Choses vues/1847/Mort de Madame Adélaïde

Ollendorf (Œuvres complètes. Tome 25p. 296-297).


[MORT DE MADAME ADÉLAÏDE.]


31 décembre.

Cette sombre année qui a commencé par un vendredi finit par un vendredi.

À mon réveil, j’ai appris la mort de Madame Adélaïde.

À trois heures, la chambre des pairs est allée chez le roi apporter ses condoléances. Nous étions fort nombreux. Le chancelier y était en simarre avec l’antique tricorne des chanceliers, orné d’un énorme gland d’or.
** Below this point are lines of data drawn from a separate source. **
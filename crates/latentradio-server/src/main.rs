//! Process entrypoint: wires the catalog, Feature Index,
//! latent client, and session Registry together, serves the HTTP surface,
//! and tears everything down on a terminal signal.
//!
//! Builds a `tracing_subscriber`
//! registry built before anything else (file writer layer plus a
//! broadcast-style layer for recent-log replay), `Config::load()`, then
//! components constructed in dependency order and handed to the server loop.

use std::net::SocketAddr;
use std::sync::Arc;
use std::time::Duration;

use tracing::{info, warn};
use tracing_subscriber::layer::SubscriberExt;
use tracing_subscriber::util::SubscriberInitExt;

use latentradio_proto::config::Config;
use latentradio_proto::platform;
use latentradio_server::catalog::Catalog;
use latentradio_server::feature_index::FeatureIndex;
use latentradio_server::http::{self, AppState};
use latentradio_server::latent_client::LatentClient;
use latentradio_server::logs::{RecentLogs, RecentLogsLayer};
use latentradio_server::registry::Registry;

#[tokio::main]
async fn main() -> anyhow::Result<()> {
    let recent_logs = RecentLogs::new();
    init_tracing(recent_logs.clone())?;

    let config = Config::load()?;
    info!(path = ?Config::config_path(), "config loaded");

    let data_dir = platform::data_dir();
    std::fs::create_dir_all(&data_dir)?;
    if let Some(running_pid) = other_instance_pid() {
        anyhow::bail!("another latentradio-server instance is already running (pid {running_pid})");
    }
    std::fs::write(platform::pid_file(), std::process::id().to_string())?;

    let catalog = match Catalog::open(&config.catalog.sqlite_path) {
        Ok(catalog) => Some(Arc::new(catalog)),
        Err(e) => {
            warn!(error = %e, "catalog unavailable, starting with an empty feature index");
            None
        }
    };

    let tracks = match &catalog {
        Some(catalog) => catalog.load_tracks(config.catalog.build_batch_size).unwrap_or_else(|e| {
            warn!(error = %e, "failed to load tracks from catalog");
            Vec::new()
        }),
        None => Vec::new(),
    };
    info!(track_count = tracks.len(), "feature index built");
    let feature_index = Arc::new(FeatureIndex::new(tracks));

    let latent = LatentClient::spawn(config.latent.clone());

    let registry = Registry::new(
        feature_index,
        config.explorer.clone(),
        config.session.clone(),
        config.mixer.clone(),
        latent,
    );
    registry.prewarm_refill().await;
    spawn_sweep_task(registry.clone(), config.session.sweep_interval_secs);

    let state = AppState {
        registry: registry.clone(),
        catalog,
        config: config.clone(),
        recent_logs,
        started_at: std::time::Instant::now(),
    };

    let addr: SocketAddr = format!("{}:{}", config.server.bind_address, config.server.port).parse()?;
    let listener = tokio::net::TcpListener::bind(addr).await?;
    info!(%addr, "listening");

    let app = http::router(state).into_make_service_with_connect_info::<SocketAddr>();
    axum::serve(listener, app).with_graceful_shutdown(shutdown_signal()).await?;

    registry.shutdown().await;
    info!("shutdown complete");
    Ok(())
}

fn init_tracing(recent_logs: Arc<RecentLogs>) -> anyhow::Result<()> {
    let data_dir = platform::data_dir();
    std::fs::create_dir_all(&data_dir)?;
    let log_file = std::fs::OpenOptions::new()
        .create(true)
        .append(true)
        .open(platform::default_log_path())?;

    let fmt_layer = tracing_subscriber::fmt::layer().with_writer(log_file).with_ansi(false);
    let recent_layer = RecentLogsLayer::new(recent_logs);
    let filter = tracing_subscriber::EnvFilter::try_from_env(platform::ENV_LOG)
        .or_else(|_| tracing_subscriber::EnvFilter::try_from_default_env())
        .unwrap_or_else(|_| tracing_subscriber::EnvFilter::new("info,latentradio_server=debug"));

    tracing_subscriber::registry().with(fmt_layer).with(recent_layer).with(filter).init();
    Ok(())
}

async fn shutdown_signal() {
    let ctrl_c = async {
        let _ = tokio::signal::ctrl_c().await;
    };

    #[cfg(unix)]
    let terminate = async {
        let Ok(mut sigterm) = tokio::signal::unix::signal(tokio::signal::unix::SignalKind::terminate()) else {
            return;
        };
        sigterm.recv().await;
    };
    #[cfg(not(unix))]
    let terminate = std::future::pending::<()>();

    tokio::select! {
        _ = ctrl_c => {}
        _ = terminate => {}
    }
    info!("shutdown signal received");
}

/// Returns the pid recorded in the pid file if it still names a live
/// process, so `main` can refuse to start a second instance on the same
/// host. A pid file left behind by a process that no longer exists is
/// treated as stale and silently reclaimed.
fn other_instance_pid() -> Option<u32> {
    let contents = std::fs::read_to_string(platform::pid_file()).ok()?;
    let pid: u32 = contents.trim().parse().ok()?;

    #[cfg(unix)]
    {
        if std::path::Path::new(&format!("/proc/{pid}")).exists() {
            Some(pid)
        } else {
            None
        }
    }
    #[cfg(not(unix))]
    {
        None
    }
}

fn spawn_sweep_task(registry: Arc<Registry>, interval_secs: u64) {
    tokio::spawn(async move {
        let mut ticker = tokio::time::interval(Duration::from_secs(interval_secs.max(1)));
        loop {
            ticker.tick().await;
            registry.sweep(|id| info!(session_id = %id, "idle session reaped")).await;
        }
    });
}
Il y avait Lagrenée, Mornay, Villemain, Barante, les généraux Sébastiani, Lagrange, etc., et le duc de Broglie et M. de Mackau, nommé d’avant-hier amiral de France.

Le roi a reçu la Chambre des pairs dans la salle du trône ; il était tout en noir, sans décorations, et pleurait. M. le duc de Nemours, M. de Joinville et M. de Montpensier étaient en noir, sans plaque ni cordon, comme le roi ; la reine, Mme la duchesse d’Orléans, Mme de Joinville et de Montpensier en grand deuil. Il n’y avait qu’un seul ministre, le général Trézel.

Le roi s’est approché de moi et m’a dit : — Je remercie Monsieur Victor Hugo ; il vient toujours à nous dans les occasions tristes. — Et les larmes lui ont coupé la parole.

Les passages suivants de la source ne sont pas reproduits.